#### Description of the task:
Lines before the one containing "let ids: Vec<String>" in the records below are to be left out; that line and all after it, through the end, are to be retyped exactly.

#### Record extracts:
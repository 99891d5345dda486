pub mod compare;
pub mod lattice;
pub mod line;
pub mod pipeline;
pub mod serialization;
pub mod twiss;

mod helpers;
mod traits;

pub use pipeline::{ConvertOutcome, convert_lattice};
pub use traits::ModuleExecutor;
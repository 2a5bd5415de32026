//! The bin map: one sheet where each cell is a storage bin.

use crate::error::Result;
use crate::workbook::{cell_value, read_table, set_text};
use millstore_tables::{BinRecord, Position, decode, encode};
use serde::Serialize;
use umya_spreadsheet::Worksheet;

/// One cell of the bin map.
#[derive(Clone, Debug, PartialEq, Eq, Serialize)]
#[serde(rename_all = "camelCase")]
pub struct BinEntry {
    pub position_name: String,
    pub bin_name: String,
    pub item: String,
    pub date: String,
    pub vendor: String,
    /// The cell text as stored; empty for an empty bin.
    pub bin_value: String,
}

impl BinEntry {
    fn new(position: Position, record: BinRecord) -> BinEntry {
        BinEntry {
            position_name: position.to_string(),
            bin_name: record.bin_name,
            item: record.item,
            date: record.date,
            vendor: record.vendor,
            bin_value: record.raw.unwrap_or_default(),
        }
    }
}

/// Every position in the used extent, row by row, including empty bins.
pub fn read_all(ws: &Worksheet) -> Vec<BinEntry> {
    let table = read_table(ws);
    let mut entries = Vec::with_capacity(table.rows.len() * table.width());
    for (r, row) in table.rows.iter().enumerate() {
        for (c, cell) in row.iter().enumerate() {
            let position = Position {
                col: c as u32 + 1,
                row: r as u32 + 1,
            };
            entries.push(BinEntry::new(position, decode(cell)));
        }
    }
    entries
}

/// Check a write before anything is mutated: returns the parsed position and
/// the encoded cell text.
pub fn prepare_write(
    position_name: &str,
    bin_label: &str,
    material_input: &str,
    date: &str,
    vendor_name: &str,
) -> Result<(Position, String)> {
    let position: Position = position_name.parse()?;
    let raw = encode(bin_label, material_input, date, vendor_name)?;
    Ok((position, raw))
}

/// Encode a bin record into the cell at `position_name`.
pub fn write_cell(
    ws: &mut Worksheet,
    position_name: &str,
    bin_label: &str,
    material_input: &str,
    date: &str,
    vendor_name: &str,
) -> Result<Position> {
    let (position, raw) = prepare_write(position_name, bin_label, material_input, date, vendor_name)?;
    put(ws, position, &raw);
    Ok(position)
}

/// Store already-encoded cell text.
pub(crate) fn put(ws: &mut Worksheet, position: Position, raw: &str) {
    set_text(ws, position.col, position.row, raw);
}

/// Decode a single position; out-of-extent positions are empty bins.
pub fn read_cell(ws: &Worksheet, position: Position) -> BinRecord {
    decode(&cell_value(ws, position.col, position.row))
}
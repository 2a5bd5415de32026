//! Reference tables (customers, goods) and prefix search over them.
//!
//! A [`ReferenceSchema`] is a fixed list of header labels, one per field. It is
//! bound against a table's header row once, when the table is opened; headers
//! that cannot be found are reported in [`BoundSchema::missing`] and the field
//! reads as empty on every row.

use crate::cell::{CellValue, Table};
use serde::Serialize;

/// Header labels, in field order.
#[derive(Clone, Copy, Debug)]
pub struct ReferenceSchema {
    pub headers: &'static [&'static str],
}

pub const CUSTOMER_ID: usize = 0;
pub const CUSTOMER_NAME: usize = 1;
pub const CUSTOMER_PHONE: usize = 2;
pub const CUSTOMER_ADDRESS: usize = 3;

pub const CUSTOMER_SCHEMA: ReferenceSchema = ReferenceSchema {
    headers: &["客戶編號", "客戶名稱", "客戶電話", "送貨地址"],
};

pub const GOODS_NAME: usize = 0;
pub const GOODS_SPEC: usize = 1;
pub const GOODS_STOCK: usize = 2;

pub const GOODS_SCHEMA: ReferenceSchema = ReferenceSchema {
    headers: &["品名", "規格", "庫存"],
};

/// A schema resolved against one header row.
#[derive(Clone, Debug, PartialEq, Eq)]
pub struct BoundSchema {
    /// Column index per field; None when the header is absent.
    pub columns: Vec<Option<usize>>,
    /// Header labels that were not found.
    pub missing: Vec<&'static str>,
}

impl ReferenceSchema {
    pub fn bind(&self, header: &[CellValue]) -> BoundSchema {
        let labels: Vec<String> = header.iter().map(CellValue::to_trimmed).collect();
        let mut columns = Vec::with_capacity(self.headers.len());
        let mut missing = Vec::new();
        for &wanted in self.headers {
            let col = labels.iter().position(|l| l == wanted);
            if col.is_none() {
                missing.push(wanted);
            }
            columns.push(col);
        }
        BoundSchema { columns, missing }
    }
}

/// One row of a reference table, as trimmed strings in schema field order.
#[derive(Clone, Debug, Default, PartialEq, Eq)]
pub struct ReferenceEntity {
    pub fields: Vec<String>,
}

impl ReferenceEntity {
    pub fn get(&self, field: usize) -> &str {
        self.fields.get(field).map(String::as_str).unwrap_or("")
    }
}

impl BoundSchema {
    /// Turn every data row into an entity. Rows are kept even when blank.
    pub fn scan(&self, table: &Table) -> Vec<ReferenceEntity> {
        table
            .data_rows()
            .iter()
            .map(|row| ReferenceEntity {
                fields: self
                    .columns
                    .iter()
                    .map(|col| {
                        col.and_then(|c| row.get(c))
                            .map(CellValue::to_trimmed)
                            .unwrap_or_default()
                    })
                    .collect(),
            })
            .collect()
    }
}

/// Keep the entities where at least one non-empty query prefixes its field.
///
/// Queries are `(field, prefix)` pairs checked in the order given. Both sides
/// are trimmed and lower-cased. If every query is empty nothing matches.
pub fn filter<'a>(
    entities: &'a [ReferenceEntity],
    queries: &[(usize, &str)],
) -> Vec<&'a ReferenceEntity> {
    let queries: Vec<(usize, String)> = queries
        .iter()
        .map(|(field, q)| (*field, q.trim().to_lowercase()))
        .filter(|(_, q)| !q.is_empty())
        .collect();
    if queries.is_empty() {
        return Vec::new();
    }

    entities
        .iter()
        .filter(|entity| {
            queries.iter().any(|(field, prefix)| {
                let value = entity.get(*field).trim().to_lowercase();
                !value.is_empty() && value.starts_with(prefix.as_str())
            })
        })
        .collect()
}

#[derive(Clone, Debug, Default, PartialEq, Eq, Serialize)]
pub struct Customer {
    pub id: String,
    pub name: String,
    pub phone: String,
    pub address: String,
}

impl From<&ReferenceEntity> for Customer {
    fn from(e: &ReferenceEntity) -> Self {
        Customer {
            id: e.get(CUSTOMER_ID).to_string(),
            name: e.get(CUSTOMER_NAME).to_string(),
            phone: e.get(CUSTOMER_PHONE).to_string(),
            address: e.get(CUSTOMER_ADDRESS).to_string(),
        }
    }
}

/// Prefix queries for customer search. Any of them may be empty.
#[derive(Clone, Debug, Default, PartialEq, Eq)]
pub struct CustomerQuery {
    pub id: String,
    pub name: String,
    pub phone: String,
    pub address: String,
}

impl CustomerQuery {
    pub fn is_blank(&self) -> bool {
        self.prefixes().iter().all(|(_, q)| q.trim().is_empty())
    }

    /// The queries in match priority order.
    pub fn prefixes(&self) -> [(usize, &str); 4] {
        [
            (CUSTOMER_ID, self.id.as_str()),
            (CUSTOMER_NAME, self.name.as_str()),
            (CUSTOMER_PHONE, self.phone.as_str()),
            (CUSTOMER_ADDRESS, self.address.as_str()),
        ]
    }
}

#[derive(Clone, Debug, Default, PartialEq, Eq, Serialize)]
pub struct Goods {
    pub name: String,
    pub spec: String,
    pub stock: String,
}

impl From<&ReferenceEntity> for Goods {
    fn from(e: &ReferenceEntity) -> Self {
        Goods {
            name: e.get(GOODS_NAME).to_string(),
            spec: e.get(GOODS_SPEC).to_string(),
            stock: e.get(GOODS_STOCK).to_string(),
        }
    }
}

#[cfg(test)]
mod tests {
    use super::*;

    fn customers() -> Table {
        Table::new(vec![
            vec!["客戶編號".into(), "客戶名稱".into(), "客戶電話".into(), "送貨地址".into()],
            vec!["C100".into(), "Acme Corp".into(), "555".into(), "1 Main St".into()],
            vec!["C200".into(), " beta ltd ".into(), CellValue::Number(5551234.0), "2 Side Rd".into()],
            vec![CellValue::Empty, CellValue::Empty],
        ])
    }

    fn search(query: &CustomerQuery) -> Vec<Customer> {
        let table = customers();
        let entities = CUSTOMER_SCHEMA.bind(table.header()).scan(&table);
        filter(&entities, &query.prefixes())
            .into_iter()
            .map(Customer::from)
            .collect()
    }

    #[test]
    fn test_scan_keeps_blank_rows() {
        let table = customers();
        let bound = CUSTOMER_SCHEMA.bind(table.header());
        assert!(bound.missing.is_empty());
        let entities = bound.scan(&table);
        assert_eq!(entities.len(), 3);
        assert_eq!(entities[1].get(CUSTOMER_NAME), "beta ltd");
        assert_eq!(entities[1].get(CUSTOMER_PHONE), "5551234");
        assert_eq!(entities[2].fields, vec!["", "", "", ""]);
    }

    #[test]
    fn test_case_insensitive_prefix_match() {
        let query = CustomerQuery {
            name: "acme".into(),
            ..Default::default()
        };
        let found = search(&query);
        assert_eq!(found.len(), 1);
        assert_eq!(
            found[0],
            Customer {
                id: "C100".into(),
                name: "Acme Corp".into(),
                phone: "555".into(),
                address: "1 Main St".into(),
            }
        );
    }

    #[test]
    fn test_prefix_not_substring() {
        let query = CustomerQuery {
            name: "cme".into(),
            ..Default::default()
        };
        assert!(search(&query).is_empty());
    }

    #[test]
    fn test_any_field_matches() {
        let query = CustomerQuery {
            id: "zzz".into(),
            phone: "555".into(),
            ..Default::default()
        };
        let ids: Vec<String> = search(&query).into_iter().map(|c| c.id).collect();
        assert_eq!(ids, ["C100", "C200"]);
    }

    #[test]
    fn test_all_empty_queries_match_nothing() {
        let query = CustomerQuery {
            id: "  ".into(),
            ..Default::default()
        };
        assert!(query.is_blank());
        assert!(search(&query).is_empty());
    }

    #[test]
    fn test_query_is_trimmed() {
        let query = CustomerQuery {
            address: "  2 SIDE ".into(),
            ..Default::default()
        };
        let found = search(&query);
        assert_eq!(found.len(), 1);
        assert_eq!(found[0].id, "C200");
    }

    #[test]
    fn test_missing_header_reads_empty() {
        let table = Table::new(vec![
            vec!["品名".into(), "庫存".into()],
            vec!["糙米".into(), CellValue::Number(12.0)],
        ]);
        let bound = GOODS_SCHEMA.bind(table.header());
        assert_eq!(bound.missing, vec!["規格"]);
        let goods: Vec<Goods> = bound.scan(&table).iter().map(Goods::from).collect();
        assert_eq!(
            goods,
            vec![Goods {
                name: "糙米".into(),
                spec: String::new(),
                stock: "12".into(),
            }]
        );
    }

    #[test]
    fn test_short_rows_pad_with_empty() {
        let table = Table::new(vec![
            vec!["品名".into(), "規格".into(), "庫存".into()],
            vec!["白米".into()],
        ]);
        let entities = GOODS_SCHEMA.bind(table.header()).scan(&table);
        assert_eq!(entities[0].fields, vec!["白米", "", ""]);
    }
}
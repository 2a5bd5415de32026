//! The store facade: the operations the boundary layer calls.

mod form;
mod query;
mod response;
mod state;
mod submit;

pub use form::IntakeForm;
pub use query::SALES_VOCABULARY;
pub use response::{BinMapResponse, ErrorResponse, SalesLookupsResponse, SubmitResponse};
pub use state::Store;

#### Response to the exercise:
        let ids: Vec<String> = search(&query).into_iter().map(|c| c.id).collect();
        assert_eq!(ids, ["C100", "C200"]);
    }

    #[test]
    fn test_all_empty_queries_match_nothing() {
        let query = CustomerQuery {
            id: "  ".into(),
            ..Default::default()
        };
        assert!(query.is_blank());
        assert!(search(&query).is_empty());
    }

    #[test]
    fn test_query_is_trimmed() {
        let query = CustomerQuery {
            address: "  2 SIDE ".into(),
            ..Default::default()
        };
        let found = search(&query);
        assert_eq!(found.len(), 1);
        assert_eq!(found[0].id, "C200");
    }

    #[test]
    fn test_missing_header_reads_empty() {
        let table = Table::new(vec![
            vec!["品名".into(), "庫存".into()],
            vec!["糙米".into(), CellValue::Number(12.0)],
        ]);
        let bound = GOODS_SCHEMA.bind(table.header());
        assert_eq!(bound.missing, vec!["規格"]);
        let goods: Vec<Goods> = bound.scan(&table).iter().map(Goods::from).collect();
        assert_eq!(
            goods,
            vec![Goods {
                name: "糙米".into(),
                spec: String::new(),
                stock: "12".into(),
            }]
        );
    }

    #[test]
    fn test_short_rows_pad_with_empty() {
        let table = Table::new(vec![
            vec!["品名".into(), "規格".into(), "庫存".into()],
            vec!["白米".into()],
        ]);
        let entities = GOODS_SCHEMA.bind(table.header()).scan(&table);
        assert_eq!(entities[0].fields, vec!["白米", "", ""]);
    }
}
repository 2a5bd5415de32026
//! The store facade: the operations the boundary layer calls.

mod form;
mod query;
mod response;
mod state;
mod submit;

pub use form::IntakeForm;
pub use query::SALES_VOCABULARY;
pub use response::{BinMapResponse, ErrorResponse, SalesLookupsResponse, SubmitResponse};
pub use state::Store;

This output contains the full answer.